### TASK REQUIREMENTS
What lines in the following entries hold the word "message"? Copy each one.

[Stored data entries]
= = = = = = =

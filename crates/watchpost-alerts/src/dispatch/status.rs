//! Channel configuration status.

use serde::Serialize;

use watchpost_config::ChannelsConfig;
use watchpost_protocols::NotifyChannel;

/// Whether a channel is switched on and has somewhere to deliver.
#[derive(Debug, Clone, Copy, PartialEq, Eq, Serialize)]
pub struct ChannelStatus {
    pub enabled: bool,
    /// Recipients present and, for API channels, credentials set.
    pub configured: bool,
    pub recipient_count: usize,
}

impl ChannelStatus {
    pub fn for_channel(config: &ChannelsConfig, channel: NotifyChannel) -> Self {
        match channel {
            NotifyChannel::Email => Self {
                enabled: config.email.enabled,
                configured: !config.email.recipients.is_empty(),
                recipient_count: config.email.recipients.len(),
            },
            NotifyChannel::Whatsapp => Self {
                enabled: config.whatsapp.enabled,
                configured: !config.whatsapp.api_key.is_empty()
                    && !config.whatsapp.recipients.is_empty(),
                recipient_count: config.whatsapp.recipients.len(),
            },
            NotifyChannel::Telegram => Self {
                enabled: config.telegram.enabled,
                configured: !config.telegram.bot_token.is_empty()
                    && !config.telegram.chat_ids.is_empty(),
                recipient_count: config.telegram.chat_ids.len(),
            },
            NotifyChannel::Sms => Self {
                enabled: config.sms.enabled,
                configured: !config.sms.api_key.is_empty() && !config.sms.recipients.is_empty(),
                recipient_count: config.sms.recipients.len(),
            },
        }
    }

    /// Incident broadcasts go to enabled channels with at least one recipient.
    pub fn is_dispatchable(&self) -> bool {
        self.enabled && self.recipient_count > 0
    }
}
//! Popup subcommand handler for Watchpost.

use std::sync::Arc;
use std::time::Duration;

use tracing::debug;

use watchpost_alerts::PopupDriver;
use watchpost_config::PopupConfig;
use watchpost_protocols::Alert;

use crate::console::ConsolePresenter;

/// Show one alert on the console and wait until it is hidden.
///
/// With `hover_ticks > 0` the pointer is held over the popup for that many
/// ticks right after it appears, after which the countdown restarts in full.
/// Ctrl-C dismisses the popup as a click would.
pub(crate) async fn run_popup(
    config: &PopupConfig,
    kind: &str,
    title: String,
    message: String,
    hover_ticks: u32,
) -> anyhow::Result<()> {
    let alert = Alert::parse(kind, title, message)?;
    let driver = PopupDriver::new(config, Arc::new(ConsolePresenter));
    driver.show(alert)?;

    if config.duration_ticks == 0 {
        println!("Manual dismiss only, press Ctrl-C to close the popup.");
    }

    tokio::select! {
        _ = hover_then_wait(&driver, config, hover_ticks) => {}
        res = tokio::signal::ctrl_c() => {
            res?;
            debug!("Popup dismissed from the console");
            driver.click();
            driver.wait_hidden().await;
        }
    }
    Ok(())
}

async fn hover_then_wait(driver: &PopupDriver, config: &PopupConfig, hover_ticks: u32) {
    if hover_ticks > 0 && driver.hover_enter() {
        let tick = Duration::from_millis(config.tick_interval_ms.max(1));
        tokio::time::sleep(tick * hover_ticks).await;
        driver.hover_leave();
    }
    driver.wait_hidden().await;
}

= = = = = = =

### SOLUTION FOR THIS PROBLEM
    message: String,
    let alert = Alert::parse(kind, title, message)?;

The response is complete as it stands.